» **EXTRACTED INFORMATION**
______________________________

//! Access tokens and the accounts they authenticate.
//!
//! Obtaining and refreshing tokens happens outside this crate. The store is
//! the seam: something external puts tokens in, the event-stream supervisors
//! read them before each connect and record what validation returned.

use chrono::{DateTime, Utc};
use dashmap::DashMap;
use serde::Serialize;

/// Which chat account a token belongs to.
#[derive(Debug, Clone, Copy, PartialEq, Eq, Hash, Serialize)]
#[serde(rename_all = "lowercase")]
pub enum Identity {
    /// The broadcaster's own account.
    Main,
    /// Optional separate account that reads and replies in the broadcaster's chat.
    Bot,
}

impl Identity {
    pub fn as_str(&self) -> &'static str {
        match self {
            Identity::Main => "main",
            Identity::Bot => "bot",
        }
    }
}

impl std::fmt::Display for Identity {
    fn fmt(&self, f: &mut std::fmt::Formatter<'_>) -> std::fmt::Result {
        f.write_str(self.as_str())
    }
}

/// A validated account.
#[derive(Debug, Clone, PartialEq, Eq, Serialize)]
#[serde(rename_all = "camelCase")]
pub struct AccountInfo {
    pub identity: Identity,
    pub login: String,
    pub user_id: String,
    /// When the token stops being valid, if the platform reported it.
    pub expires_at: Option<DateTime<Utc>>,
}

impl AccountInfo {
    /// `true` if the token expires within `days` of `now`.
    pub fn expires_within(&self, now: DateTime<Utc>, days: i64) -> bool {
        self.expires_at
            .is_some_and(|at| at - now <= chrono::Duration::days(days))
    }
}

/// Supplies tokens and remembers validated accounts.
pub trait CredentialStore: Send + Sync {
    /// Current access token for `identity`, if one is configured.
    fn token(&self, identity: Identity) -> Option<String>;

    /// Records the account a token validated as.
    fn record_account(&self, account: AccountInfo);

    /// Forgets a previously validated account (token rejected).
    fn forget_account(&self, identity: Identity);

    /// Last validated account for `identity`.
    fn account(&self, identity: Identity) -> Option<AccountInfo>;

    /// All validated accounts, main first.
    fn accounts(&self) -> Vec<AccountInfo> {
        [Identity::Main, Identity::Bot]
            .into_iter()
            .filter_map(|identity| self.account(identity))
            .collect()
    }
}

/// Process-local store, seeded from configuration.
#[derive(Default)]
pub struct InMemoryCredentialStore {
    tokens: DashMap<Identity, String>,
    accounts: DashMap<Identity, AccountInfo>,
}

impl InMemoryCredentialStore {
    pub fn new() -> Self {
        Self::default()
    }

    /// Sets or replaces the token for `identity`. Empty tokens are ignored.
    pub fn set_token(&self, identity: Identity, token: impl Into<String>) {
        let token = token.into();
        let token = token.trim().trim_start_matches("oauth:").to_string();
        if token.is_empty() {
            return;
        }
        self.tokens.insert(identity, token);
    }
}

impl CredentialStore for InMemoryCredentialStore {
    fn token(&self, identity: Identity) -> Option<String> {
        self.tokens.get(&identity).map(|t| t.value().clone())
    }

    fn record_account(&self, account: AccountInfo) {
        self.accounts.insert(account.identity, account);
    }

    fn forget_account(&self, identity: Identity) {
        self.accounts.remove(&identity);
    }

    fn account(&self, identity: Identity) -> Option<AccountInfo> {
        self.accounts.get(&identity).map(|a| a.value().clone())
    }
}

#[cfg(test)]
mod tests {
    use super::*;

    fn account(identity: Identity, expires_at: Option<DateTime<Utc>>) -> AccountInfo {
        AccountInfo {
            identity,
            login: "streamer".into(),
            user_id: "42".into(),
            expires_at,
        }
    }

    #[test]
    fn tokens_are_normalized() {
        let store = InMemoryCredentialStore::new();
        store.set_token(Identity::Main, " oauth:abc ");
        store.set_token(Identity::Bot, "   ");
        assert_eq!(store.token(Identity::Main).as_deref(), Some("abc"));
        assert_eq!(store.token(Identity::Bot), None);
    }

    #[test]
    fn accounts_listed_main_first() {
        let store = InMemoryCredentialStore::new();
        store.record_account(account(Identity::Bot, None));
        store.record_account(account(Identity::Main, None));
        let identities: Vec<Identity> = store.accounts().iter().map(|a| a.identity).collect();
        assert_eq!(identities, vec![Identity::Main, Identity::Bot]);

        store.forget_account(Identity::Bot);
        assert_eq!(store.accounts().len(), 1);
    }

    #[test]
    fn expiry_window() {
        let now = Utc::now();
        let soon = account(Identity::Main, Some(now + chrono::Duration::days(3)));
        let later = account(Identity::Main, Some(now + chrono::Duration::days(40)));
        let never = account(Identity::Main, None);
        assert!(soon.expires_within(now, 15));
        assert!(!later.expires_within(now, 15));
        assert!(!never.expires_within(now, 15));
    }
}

______________________________

» **INSTRUCTIONS TO FOLLOW**
In your response, give all the records again with nothing altered.

» **WRITTEN ANSWER**
//! Access tokens and the accounts they authenticate.
//!
//! Obtaining and refreshing tokens happens outside this crate. The store is
//! the seam: something external puts tokens in, the event-stream supervisors
//! read them before each connect and record what validation returned.

use chrono::{DateTime, Utc};
use dashmap::DashMap;
use serde::Serialize;

/// Which chat account a token belongs to.
#[derive(Debug, Clone, Copy, PartialEq, Eq, Hash, Serialize)]
#[serde(rename_all = "lowercase")]
pub enum Identity {
    /// The broadcaster's own account.
    Main,
    /// Optional separate account that reads and replies in the broadcaster's chat.
    Bot,
}

impl Identity {
    pub fn as_str(&self) -> &'static str {
        match self {
            Identity::Main => "main",
            Identity::Bot => "bot",
        }
    }
}

impl std::fmt::Display for Identity {
    fn fmt(&self, f: &mut std::fmt::Formatter<'_>) -> std::fmt::Result {
        f.write_str(self.as_str())
    }
}

/// A validated account.
#[derive(Debug, Clone, PartialEq, Eq, Serialize)]
#[serde(rename_all = "camelCase")]
pub struct AccountInfo {
    pub identity: Identity,
    pub login: String,
    pub user_id: String,
    /// When the token stops being valid, if the platform reported it.
    pub expires_at: Option<DateTime<Utc>>,
}

impl AccountInfo {
    /// `true` if the token expires within `days` of `now`.
    pub fn expires_within(&self, now: DateTime<Utc>, days: i64) -> bool {
        self.expires_at
            .is_some_and(|at| at - now <= chrono::Duration::days(days))
    }
}

/// Supplies tokens and remembers validated accounts.
pub trait CredentialStore: Send + Sync {
    /// Current access token for `identity`, if one is configured.
    fn token(&self, identity: Identity) -> Option<String>;

    /// Records the account a token validated as.
    fn record_account(&self, account: AccountInfo);

    /// Forgets a previously validated account (token rejected).
    fn forget_account(&self, identity: Identity);

    /// Last validated account for `identity`.
    fn account(&self, identity: Identity) -> Option<AccountInfo>;

    /// All validated accounts, main first.
    fn accounts(&self) -> Vec<AccountInfo> {
        [Identity::Main, Identity::Bot]
            .into_iter()
            .filter_map(|identity| self.account(identity))
            .collect()
    }
}

/// Process-local store, seeded from configuration.
#[derive(Default)]
pub struct InMemoryCredentialStore {
    tokens: DashMap<Identity, String>,
    accounts: DashMap<Identity, AccountInfo>,
}

impl InMemoryCredentialStore {
    pub fn new() -> Self {
        Self::default()
    }

    /// Sets or replaces the token for `identity`. Empty tokens are ignored.
    pub fn set_token(&self, identity: Identity, token: impl Into<String>) {
        let token = token.into();
        let token = token.trim().trim_start_matches("oauth:").to_string();
        if token.is_empty() {
            return;
        }
        self.tokens.insert(identity, token);
    }
}

impl CredentialStore for InMemoryCredentialStore {
    fn token(&self, identity: Identity) -> Option<String> {
        self.tokens.get(&identity).map(|t| t.value().clone())
    }

    fn record_account(&self, account: AccountInfo) {
        self.accounts.insert(account.identity, account);
    }

    fn forget_account(&self, identity: Identity) {
        self.accounts.remove(&identity);
    }

    fn account(&self, identity: Identity) -> Option<AccountInfo> {
        self.accounts.get(&identity).map(|a| a.value().clone())
    }
}

#[cfg(test)]
mod tests {
    use super::*;

    fn account(identity: Identity, expires_at: Option<DateTime<Utc>>) -> AccountInfo {
        AccountInfo {
            identity,
            login: "streamer".into(),
            user_id: "42".into(),
            expires_at,
        }
    }

    #[test]
    fn tokens_are_normalized() {
        let store = InMemoryCredentialStore::new();
        store.set_token(Identity::Main, " oauth:abc ");
        store.set_token(Identity::Bot, "   ");
        assert_eq!(store.token(Identity::Main).as_deref(), Some("abc"));
        assert_eq!(store.token(Identity::Bot), None);
    }

    #[test]
    fn accounts_listed_main_first() {
        let store = InMemoryCredentialStore::new();
        store.record_account(account(Identity::Bot, None));
        store.record_account(account(Identity::Main, None));
        let identities: Vec<Identity> = store.accounts().iter().map(|a| a.identity).collect();
        assert_eq!(identities, vec![Identity::Main, Identity::Bot]);

        store.forget_account(Identity::Bot);
        assert_eq!(store.accounts().len(), 1);
    }

    #[test]
    fn expiry_window() {
        let now = Utc::now();
        let soon = account(Identity::Main, Some(now + chrono::Duration::days(3)));
        let later = account(Identity::Main, Some(now + chrono::Duration::days(40)));
        let never = account(Identity::Main, None);
        assert!(soon.expires_within(now, 15));
        assert!(!later.expires_within(now, 15));
        assert!(!never.expires_within(now, 15));
    }
}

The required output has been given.